* _TASK BRIEF_
Your job is to write out each record exactly, leaving none out.

* _DATA FOR REVIEW_
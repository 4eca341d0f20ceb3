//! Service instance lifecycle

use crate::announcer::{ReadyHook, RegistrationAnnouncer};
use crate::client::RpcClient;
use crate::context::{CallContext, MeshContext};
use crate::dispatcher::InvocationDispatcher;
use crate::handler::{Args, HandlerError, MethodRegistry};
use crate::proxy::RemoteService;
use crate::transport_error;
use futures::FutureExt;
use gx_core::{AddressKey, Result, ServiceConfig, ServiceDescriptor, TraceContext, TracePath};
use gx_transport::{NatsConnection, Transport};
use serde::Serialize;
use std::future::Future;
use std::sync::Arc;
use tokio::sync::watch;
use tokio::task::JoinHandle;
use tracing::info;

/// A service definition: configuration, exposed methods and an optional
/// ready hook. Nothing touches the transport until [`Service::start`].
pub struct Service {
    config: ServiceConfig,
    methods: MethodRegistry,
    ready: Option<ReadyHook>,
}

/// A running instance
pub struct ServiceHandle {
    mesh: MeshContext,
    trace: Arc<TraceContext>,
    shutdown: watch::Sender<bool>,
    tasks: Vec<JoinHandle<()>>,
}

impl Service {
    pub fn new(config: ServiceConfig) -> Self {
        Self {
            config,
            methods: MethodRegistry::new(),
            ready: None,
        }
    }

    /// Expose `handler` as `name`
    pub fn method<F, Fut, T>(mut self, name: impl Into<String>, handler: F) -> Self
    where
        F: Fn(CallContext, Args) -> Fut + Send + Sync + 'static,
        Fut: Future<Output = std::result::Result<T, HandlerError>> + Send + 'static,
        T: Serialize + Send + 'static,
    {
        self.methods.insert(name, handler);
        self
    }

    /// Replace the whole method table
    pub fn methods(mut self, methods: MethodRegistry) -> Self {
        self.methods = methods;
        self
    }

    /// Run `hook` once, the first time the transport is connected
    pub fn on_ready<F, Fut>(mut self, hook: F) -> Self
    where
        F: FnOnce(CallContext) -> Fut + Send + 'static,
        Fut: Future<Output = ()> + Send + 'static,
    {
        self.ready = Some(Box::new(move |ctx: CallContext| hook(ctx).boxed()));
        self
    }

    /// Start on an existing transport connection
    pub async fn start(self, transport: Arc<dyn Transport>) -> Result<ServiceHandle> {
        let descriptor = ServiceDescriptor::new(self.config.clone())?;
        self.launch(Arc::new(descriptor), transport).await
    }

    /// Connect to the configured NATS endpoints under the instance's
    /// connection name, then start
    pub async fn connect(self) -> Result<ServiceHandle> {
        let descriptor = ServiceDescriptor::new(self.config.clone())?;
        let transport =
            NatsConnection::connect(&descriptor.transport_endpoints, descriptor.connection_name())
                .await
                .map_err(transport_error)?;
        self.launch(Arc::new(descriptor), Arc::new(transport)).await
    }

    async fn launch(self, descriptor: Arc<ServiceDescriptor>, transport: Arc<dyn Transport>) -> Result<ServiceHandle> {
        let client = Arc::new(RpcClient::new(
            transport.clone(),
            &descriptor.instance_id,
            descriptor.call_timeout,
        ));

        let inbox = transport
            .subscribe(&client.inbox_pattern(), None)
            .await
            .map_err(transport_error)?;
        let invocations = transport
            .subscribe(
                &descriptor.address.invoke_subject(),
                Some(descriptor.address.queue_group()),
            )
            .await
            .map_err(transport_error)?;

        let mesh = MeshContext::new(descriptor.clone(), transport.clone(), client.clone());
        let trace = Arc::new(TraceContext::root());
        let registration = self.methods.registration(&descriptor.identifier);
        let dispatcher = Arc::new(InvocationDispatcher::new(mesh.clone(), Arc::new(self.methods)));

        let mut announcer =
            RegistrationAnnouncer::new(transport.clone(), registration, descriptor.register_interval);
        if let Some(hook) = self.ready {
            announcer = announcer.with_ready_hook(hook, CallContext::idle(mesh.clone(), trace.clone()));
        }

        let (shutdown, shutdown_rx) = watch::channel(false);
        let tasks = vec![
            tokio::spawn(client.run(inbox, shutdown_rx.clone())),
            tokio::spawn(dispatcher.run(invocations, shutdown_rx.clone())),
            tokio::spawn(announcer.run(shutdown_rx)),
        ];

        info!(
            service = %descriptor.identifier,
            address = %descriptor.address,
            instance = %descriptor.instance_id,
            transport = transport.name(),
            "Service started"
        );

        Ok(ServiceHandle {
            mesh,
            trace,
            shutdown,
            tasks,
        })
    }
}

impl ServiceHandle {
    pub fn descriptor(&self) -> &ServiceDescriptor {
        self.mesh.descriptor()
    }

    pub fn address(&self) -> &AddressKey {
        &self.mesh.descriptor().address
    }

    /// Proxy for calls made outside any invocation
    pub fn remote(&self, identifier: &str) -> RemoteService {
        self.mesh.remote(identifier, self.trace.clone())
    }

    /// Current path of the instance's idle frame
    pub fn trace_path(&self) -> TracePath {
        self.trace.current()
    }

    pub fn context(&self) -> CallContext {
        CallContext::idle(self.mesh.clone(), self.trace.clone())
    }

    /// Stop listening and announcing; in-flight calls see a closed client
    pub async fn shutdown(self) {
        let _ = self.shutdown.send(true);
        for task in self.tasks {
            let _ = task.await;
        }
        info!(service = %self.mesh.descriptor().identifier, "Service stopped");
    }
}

* _RESPONSE_
repository 4eca341d0f20ceb3
//! Service instance lifecycle

use crate::announcer::{ReadyHook, RegistrationAnnouncer};
use crate::client::RpcClient;
use crate::context::{CallContext, MeshContext};
use crate::dispatcher::InvocationDispatcher;
use crate::handler::{Args, HandlerError, MethodRegistry};
use crate::proxy::RemoteService;
use crate::transport_error;
use futures::FutureExt;
use gx_core::{AddressKey, Result, ServiceConfig, ServiceDescriptor, TraceContext, TracePath};
use gx_transport::{NatsConnection, Transport};
use serde::Serialize;
use std::future::Future;
use std::sync::Arc;
use tokio::sync::watch;
use tokio::task::JoinHandle;
use tracing::info;

/// A service definition: configuration, exposed methods and an optional
/// ready hook. Nothing touches the transport until [`Service::start`].
pub struct Service {
    config: ServiceConfig,
    methods: MethodRegistry,
    ready: Option<ReadyHook>,
}

/// A running instance
pub struct ServiceHandle {
    mesh: MeshContext,
    trace: Arc<TraceContext>,
    shutdown: watch::Sender<bool>,
    tasks: Vec<JoinHandle<()>>,
}

impl Service {
    pub fn new(config: ServiceConfig) -> Self {
        Self {
            config,
            methods: MethodRegistry::new(),
            ready: None,
        }
    }

    /// Expose `handler` as `name`
    pub fn method<F, Fut, T>(mut self, name: impl Into<String>, handler: F) -> Self
    where
        F: Fn(CallContext, Args) -> Fut + Send + Sync + 'static,
        Fut: Future<Output = std::result::Result<T, HandlerError>> + Send + 'static,
        T: Serialize + Send + 'static,
    {
        self.methods.insert(name, handler);
        self
    }

    /// Replace the whole method table
    pub fn methods(mut self, methods: MethodRegistry) -> Self {
        self.methods = methods;
        self
    }

    /// Run `hook` once, the first time the transport is connected
    pub fn on_ready<F, Fut>(mut self, hook: F) -> Self
    where
        F: FnOnce(CallContext) -> Fut + Send + 'static,
        Fut: Future<Output = ()> + Send + 'static,
    {
        self.ready = Some(Box::new(move |ctx: CallContext| hook(ctx).boxed()));
        self
    }

    /// Start on an existing transport connection
    pub async fn start(self, transport: Arc<dyn Transport>) -> Result<ServiceHandle> {
        let descriptor = ServiceDescriptor::new(self.config.clone())?;
        self.launch(Arc::new(descriptor), transport).await
    }

    /// Connect to the configured NATS endpoints under the instance's
    /// connection name, then start
    pub async fn connect(self) -> Result<ServiceHandle> {
        let descriptor = ServiceDescriptor::new(self.config.clone())?;
        let transport =
            NatsConnection::connect(&descriptor.transport_endpoints, descriptor.connection_name())
                .await
                .map_err(transport_error)?;
        self.launch(Arc::new(descriptor), Arc::new(transport)).await
    }

    async fn launch(self, descriptor: Arc<ServiceDescriptor>, transport: Arc<dyn Transport>) -> Result<ServiceHandle> {
        let client = Arc::new(RpcClient::new(
            transport.clone(),
            &descriptor.instance_id,
            descriptor.call_timeout,
        ));

        let inbox = transport
            .subscribe(&client.inbox_pattern(), None)
            .await
            .map_err(transport_error)?;
        let invocations = transport
            .subscribe(
                &descriptor.address.invoke_subject(),
                Some(descriptor.address.queue_group()),
            )
            .await
            .map_err(transport_error)?;

        let mesh = MeshContext::new(descriptor.clone(), transport.clone(), client.clone());
        let trace = Arc::new(TraceContext::root());
        let registration = self.methods.registration(&descriptor.identifier);
        let dispatcher = Arc::new(InvocationDispatcher::new(mesh.clone(), Arc::new(self.methods)));

        let mut announcer =
            RegistrationAnnouncer::new(transport.clone(), registration, descriptor.register_interval);
        if let Some(hook) = self.ready {
            announcer = announcer.with_ready_hook(hook, CallContext::idle(mesh.clone(), trace.clone()));
        }

        let (shutdown, shutdown_rx) = watch::channel(false);
        let tasks = vec![
            tokio::spawn(client.run(inbox, shutdown_rx.clone())),
            tokio::spawn(dispatcher.run(invocations, shutdown_rx.clone())),
            tokio::spawn(announcer.run(shutdown_rx)),
        ];

        info!(
            service = %descriptor.identifier,
            address = %descriptor.address,
            instance = %descriptor.instance_id,
            transport = transport.name(),
            "Service started"
        );

        Ok(ServiceHandle {
            mesh,
            trace,
            shutdown,
            tasks,
        })
    }
}

impl ServiceHandle {
    pub fn descriptor(&self) -> &ServiceDescriptor {
        self.mesh.descriptor()
    }

    pub fn address(&self) -> &AddressKey {
        &self.mesh.descriptor().address
    }

    /// Proxy for calls made outside any invocation
    pub fn remote(&self, identifier: &str) -> RemoteService {
        self.mesh.remote(identifier, self.trace.clone())
    }

    /// Current path of the instance's idle frame
    pub fn trace_path(&self) -> TracePath {
        self.trace.current()
    }

    pub fn context(&self) -> CallContext {
        CallContext::idle(self.mesh.clone(), self.trace.clone())
    }

    /// Stop listening and announcing; in-flight calls see a closed client
    pub async fn shutdown(self) {
        let _ = self.shutdown.send(true);
        for task in self.tasks {
            let _ = task.await;
        }
        info!(service = %self.mesh.descriptor().identifier, "Service stopped");
    }
}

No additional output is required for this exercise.